Restoration of metabolic functional metrics from label-free, two-photon human tissue images using multiscale deep-learning-based denoising algorithms.

Abstract

Label-free, two-photon excited fluorescence (TPEF) imaging captures morphological and functional metabolic tissue changes and enables enhanced understanding of numerous diseases. However, noise and other artifacts present in these images severely complicate the extraction of biologically useful information. We aim to employ deep neural architectures in the synthesis of a multiscale denoising algorithm optimized for restoring metrics of metabolic activity from low-signal-to-noise ratio (SNR), TPEF images.
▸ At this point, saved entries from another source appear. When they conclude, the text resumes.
//! Outbound ports - Interfaces that the application requires from external systems

mod document_store;

pub use document_store::{CreatureDocument, DocumentStorePort, StoreError};
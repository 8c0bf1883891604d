//! Legacy data migration - free-text sense descriptions into the
//! structured sense record
//!
//! Historical creature documents carried user-entered prose at
//! `traits.senses` ("Darkvision 60 ft, Keen smell"). The upgrade pass
//! parses what it can into `attributes.senses` and preserves the rest
//! verbatim in the `special` field. Malformed input never aborts a
//! migration: the source data accepted arbitrary prose, and a stricter
//! policy would silently drop information.

use std::sync::OnceLock;

use serde_json::{Map, Value};

use crate::domain::value_objects::{round_to_half, SenseTypes};

// Segment shape: leading word, range number, optional unit word.
// The unit word is matched but unused; record units are fixed elsewhere.
static SENSE_SEGMENT_REGEX: OnceLock<regex_lite::Regex> = OnceLock::new();

fn sense_segment_regex() -> &'static regex_lite::Regex {
    SENSE_SEGMENT_REGEX.get_or_init(|| {
        regex_lite::Regex::new(r"^([A-Za-z]+)\s*(\d+(?:\.\d+)?)\s*([A-Za-z]+)?")
            .expect("SENSE_SEGMENT_REGEX pattern is invalid")
    })
}

/// Upgrade a creature document's legacy free-text sense description into
/// the structured record at `attributes.senses`.
///
/// Mutates `doc` in place and never fails. Comma-separated segments that
/// parse into a recognized sense type are written as numeric ranges,
/// rounded to the nearest half unit; segments that do not are skipped.
/// When no segment at all is recognized, the original text is preserved
/// verbatim in the `special` field. The legacy field itself is left in
/// place for the caller to clean up, and running the migration again
/// produces the same result.
pub fn migrate_senses(doc: &mut Value, types: &SenseTypes) {
    let Some(root) = doc.as_object_mut() else {
        return;
    };

    let original = match root.get("traits").and_then(|traits| traits.get("senses")) {
        Some(Value::String(text)) => text.clone(),
        _ => return,
    };

    let attributes = ensure_object(root, "attributes");
    let senses = ensure_object(attributes, "senses");

    let regex = sense_segment_regex();
    let mut matched = false;

    for segment in original.split(',') {
        let Some(captures) = regex.captures(segment.trim()) else {
            continue;
        };

        let name = captures[1].to_lowercase();
        if !types.contains(&name) {
            continue;
        }

        let Ok(range) = captures[2].parse::<f64>() else {
            continue;
        };

        senses.insert(name, Value::from(round_to_half(range)));
        matched = true;
    }

    if !matched && !original.is_empty() {
        senses.insert("special".to_string(), Value::String(original));
    }
}

/// Fetch `parent[key]` as a mutable object, creating or replacing as
/// needed without touching sibling values.
fn ensure_object<'a>(parent: &'a mut Map<String, Value>, key: &str) -> &'a mut Map<String, Value> {
    let slot = parent
        .entry(key)
        .or_insert_with(|| Value::Object(Map::new()));
    if !slot.is_object() {
        *slot = Value::Object(Map::new());
    }
    match slot {
        Value::Object(map) => map,
        _ => unreachable!("slot was just set to an object"),
    }
}
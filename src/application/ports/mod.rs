//! Ports - Interfaces between the application core and the outside world

pub mod outbound;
TPEF images of reduced nicotinamide adenine dinucleotide (phosphate) (NAD(P)H) and flavoproteins (FAD) from freshly excised human cervical tissues are used to assess the impact of various denoising models, preprocessing methods, and data on metrics of image quality and the recovery of six metrics of metabolic function from the images relative to ground truth images. Optimized recovery of the redox ratio and mitochondrial organization is achieved using a novel algorithm based on deep denoising in the wavelet transform domain. This algorithm also leads to significant improvements in peak-SNR (PSNR) and structural similarity index measure (SSIM) for all images. Interestingly, other models yield even higher PSNR and SSIM improvements, but they are not optimal for recovery of metabolic function metrics. Denoising algorithms can recover diagnostically useful information from low SNR label-free TPEF images and will be useful for the clinical translation of such imaging.